• THE TASK:
Return, from the lines below, each one that includes the word "下游水库".

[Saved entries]
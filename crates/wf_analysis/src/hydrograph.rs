// crates/wf_analysis/src/hydrograph.rs

//! 过程线与流量差值
//!
//! - 洪峰附近差值：以修复后序列最大值所在日为中心，向两侧逐日扩展（最多 ±5 天），
//!   只要两侧边界中至少一侧仍有 `pre > post` 就继续，累加 `max(pre − post, 0)`。
//! - 周最小流量差：对每条序列独立找出 6 日滑动和最小的窗口，取窗口日均值之差。
//! - 三处差值：湿地出口、下游水库、河口，使用未截断序列并换算为日体积。

use std::path::Path;

use serde::{Deserialize, Serialize};
use tracing::debug;
use wf_foundation::{WfError, WfResult};
use wf_grid::{CellId, FlowNetwork};
use wf_raster::read_year_series;

use crate::context::BasinContext;
use crate::scenario::ScenarioConfig;

/// 每日秒数，流量差换算为体积差
pub const SECONDS_PER_DAY: f64 = 86_400.0;

/// 洪峰窗口最大半宽（天）
pub const PEAK_HALF_WINDOW: usize = 5;

/// 周窗口跨度（天）
pub const WEEK_SPAN: usize = 6;

/// 一个单元的修复前后过程线
#[derive(Debug, Clone, PartialEq, Serialize, Deserialize)]
pub struct Hydrograph {
    /// 单元编号
    pub cell: CellId,
    /// 修复前逐日流量
    pub pre: Vec<f32>,
    /// 修复后逐日流量
    pub post: Vec<f32>,
}

/// 三处洪峰差值（体积）
#[derive(Debug, Clone, Copy, PartialEq, Serialize, Deserialize)]
pub struct SiteDeltas {
    /// 湿地出口
    pub wetland: f64,
    /// 下游水库
    pub reservoir: f64,
    /// 河口
    pub river_mouth: f64,
}

/// 读取某单元修复前后的截断过程线
pub fn hydrograph_pair(scenario: &ScenarioConfig, cell: CellId) -> WfResult<Hydrograph> {
    let pre = read_year_series(&scenario.pre_raster, cell, scenario.year, true)?;
    let post = read_year_series(&scenario.post_raster, cell, scenario.year, true)?;
    Ok(Hydrograph { cell, pre, post })
}

/// 湿地所在单元的过程线
pub fn wetland_hydrograph(scenario: &ScenarioConfig) -> WfResult<Hydrograph> {
    hydrograph_pair(scenario, scenario.point.cell())
}

/// 下游最近水库单元的过程线
pub fn reservoir_hydrograph(
    context: &BasinContext,
    scenario: &ScenarioConfig,
) -> WfResult<Hydrograph> {
    let network = context.flow_network()?;
    let reservoirs = context.reservoirs()?;
    let cell = network.downstream_cell_to_reservoir(scenario.point, &reservoirs)?;
    hydrograph_pair(scenario, cell)
}

fn check_pair(pre: &[f32], post: &[f32]) -> WfResult<()> {
    WfError::check_size("修复后序列", pre.len(), post.len())?;
    if pre.is_empty() {
        return Err(WfError::validation("流量序列为空"));
    }
    Ok(())
}

/// 洪峰附近的流量减少量
///
/// 洪峰日取修复后序列第一个最大值所在日。
pub fn delta_around_peak(pre: &[f32], post: &[f32]) -> WfResult<f64> {
    check_pair(pre, post)?;

    let mut peak = 0;
    for (i, &v) in post.iter().enumerate() {
        if v > post[peak] {
            peak = i;
        }
    }

    let excess = |d: usize| (pre[d] as f64 - post[d] as f64).max(0.0);
    let n = pre.len();

    let mut delta = excess(peak);
    let mut r = 1;
    while r <= PEAK_HALF_WINDOW
        && r <= peak
        && peak + r < n
        && (pre[peak - r] > post[peak - r] || pre[peak + r] > post[peak + r])
    {
        delta += excess(peak - r) + excess(peak + r);
        r += 1;
    }

    Ok(delta)
}

/// 最小滑动和窗口的起点（取第一个最小值）
fn min_week_start(series: &[f32]) -> usize {
    let sums: Vec<f64> = series
        .windows(WEEK_SPAN)
        .take(series.len() - WEEK_SPAN)
        .map(|w| w.iter().map(|&v| v as f64).sum())
        .collect();

    let mut best = 0;
    for (i, &s) in sums.iter().enumerate() {
        if s < sums[best] {
            best = i;
        }
    }
    best
}

/// 周最小流量差：`post_week_avg − pre_week_avg`
///
/// 窗口为 `[i, i + 6)`，共 `len − 6` 个；序列至少 7 天。
pub fn weekly_minimum_delta(pre: &[f32], post: &[f32]) -> WfResult<f64> {
    check_pair(pre, post)?;
    if pre.len() <= WEEK_SPAN {
        return Err(WfError::validation(format!(
            "序列长度 {} 不足 {} 天",
            pre.len(),
            WEEK_SPAN + 1
        )));
    }

    let week_avg = |series: &[f32]| {
        let start = min_week_start(series);
        series[start..start + WEEK_SPAN]
            .iter()
            .map(|&v| v as f64)
            .sum::<f64>()
            / WEEK_SPAN as f64
    };

    Ok(week_avg(post) - week_avg(pre))
}

/// 单元的洪峰差值（未截断序列，体积）
fn peak_delta_at(scenario: &ScenarioConfig, cell: CellId) -> WfResult<f64> {
    let pre = read_year_series(&scenario.pre_raster, cell, scenario.year, false)?;
    let post = read_year_series(&scenario.post_raster, cell, scenario.year, false)?;
    Ok(delta_around_peak(&pre, &post)? * SECONDS_PER_DAY)
}

/// 湿地出口、下游水库、河口三处的洪峰差值
pub fn delta_at_three_sites(
    context: &BasinContext,
    scenario: &ScenarioConfig,
) -> WfResult<SiteDeltas> {
    let network = context.flow_network()?;
    let reservoirs = context.reservoirs()?;

    let wetland_cell = FlowNetwork::wetlands_outlet_cell(scenario.point);
    let reservoir_cell = network.downstream_cell_to_reservoir(scenario.point, &reservoirs)?;
    let mouth_cell = network.downstream_cell_to_sink(scenario.point)?;
    debug!(
        "三处单元: 湿地出口 {}, 水库 {}, 河口 {}",
        wetland_cell, reservoir_cell, mouth_cell
    );

    Ok(SiteDeltas {
        wetland: peak_delta_at(scenario, wetland_cell)?,
        reservoir: peak_delta_at(scenario, reservoir_cell)?,
        river_mouth: peak_delta_at(scenario, mouth_cell)?,
    })
}

/// 单元的周最小流量差（未截断序列）
pub fn weekly_minimum_delta_at(scenario: &ScenarioConfig, cell: CellId) -> WfResult<f64> {
    let pre = read_year_series(&scenario.pre_raster, cell, scenario.year, false)?;
    let post = read_year_series(&scenario.post_raster, cell, scenario.year, false)?;
    weekly_minimum_delta(&pre, &post)
}

/// 某单元的年最大流量（未截断）
pub fn annual_peak_at(path: &Path, cell: CellId, year: i32) -> WfResult<Option<f64>> {
    let series = read_year_series(path, cell, year, false)?;
    Ok(crate::statistics::annual_peak(&series))
}

#[cfg(test)]
mod tests {
    use super::*;

    #[test]
    fn test_post_above_pre_is_zero() {
        let pre = [1.0, 2.0, 3.0, 2.0, 1.0];
        let post = [2.0, 3.0, 4.0, 3.0, 2.0];
        assert_eq!(delta_around_peak(&pre, &post).unwrap(), 0.0);
    }

    #[test]
    fn test_only_peak_day_exceeds() {
        let pre = [1.0, 1.0, 9.0, 1.0, 1.0, 1.0];
        let post = [2.0, 2.0, 5.0, 2.0, 2.0, 2.0];
        // 边界 ±1 都没有 pre > post，不扩展
        assert_eq!(delta_around_peak(&pre, &post).unwrap(), 4.0);
    }

    #[test]
    fn test_expands_while_one_side_exceeds() {
        // peak = 3
        let pre = [0.0, 0.0, 5.0, 10.0, 1.0, 0.0, 0.0];
        let post = [1.0, 1.0, 2.0, 8.0, 3.0, 1.0, 1.0];
        // 2 + (3 + 0) ，r = 2 时两侧都不满足
        assert_eq!(delta_around_peak(&pre, &post).unwrap(), 5.0);
    }

    #[test]
    fn test_window_stops_at_series_edge() {
        let pre = [9.0, 9.0, 9.0];
        let post = [1.0, 5.0, 1.0];
        // r = 1 扩展一次，r = 2 越界
        assert_eq!(delta_around_peak(&pre, &post).unwrap(), 4.0 + 8.0 + 8.0);
    }

    #[test]
    fn test_window_capped_at_five_days() {
        let mut pre = vec![10.0; 21];
        let mut post = vec![1.0; 21];
        post[10] = 5.0;
        pre[10] = 5.0;
        // 只计 ±1..=±5
        assert_eq!(delta_around_peak(&pre, &post).unwrap(), 10.0 * 9.0);
    }

    #[test]
    fn test_weekly_identical_is_zero() {
        let series: Vec<f32> = (0..365).map(|d| ((d * 37) % 11) as f32 + 0.5).collect();
        assert_eq!(weekly_minimum_delta(&series, &series).unwrap(), 0.0);
    }

    #[test]
    fn test_weekly_independent_windows() {
        let pre = [5.0, 5.0, 5.0, 5.0, 5.0, 5.0, 1.0, 1.0];
        let post = [2.0, 2.0, 2.0, 2.0, 2.0, 2.0, 9.0, 9.0];
        // pre: 窗口 [0,6) 与 [1,7)，后者和更小 → 均值 (25 + 1) / 6
        // post: 窗口 [0,6) 更小 → 均值 2
        let expected = 2.0 - 26.0 / 6.0;
        assert!((weekly_minimum_delta(&pre, &post).unwrap() - expected).abs() < 1e-12);
    }

    #[test]
    fn test_weekly_too_short() {
        let s = [1.0; 6];
        assert!(matches!(
            weekly_minimum_delta(&s, &s),
            Err(WfError::Validation { .. })
        ));
    }

    #[test]
    fn test_length_mismatch() {
        assert!(delta_around_peak(&[1.0, 2.0], &[1.0]).is_err());
        assert!(delta_around_peak(&[], &[]).is_err());
    }
}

• RESULT FOR THIS EXERCISE:
//! - 三处差值：湿地出口、下游水库、河口，使用未截断序列并换算为日体积。
    /// 下游水库
/// 湿地出口、下游水库、河口三处的洪峰差值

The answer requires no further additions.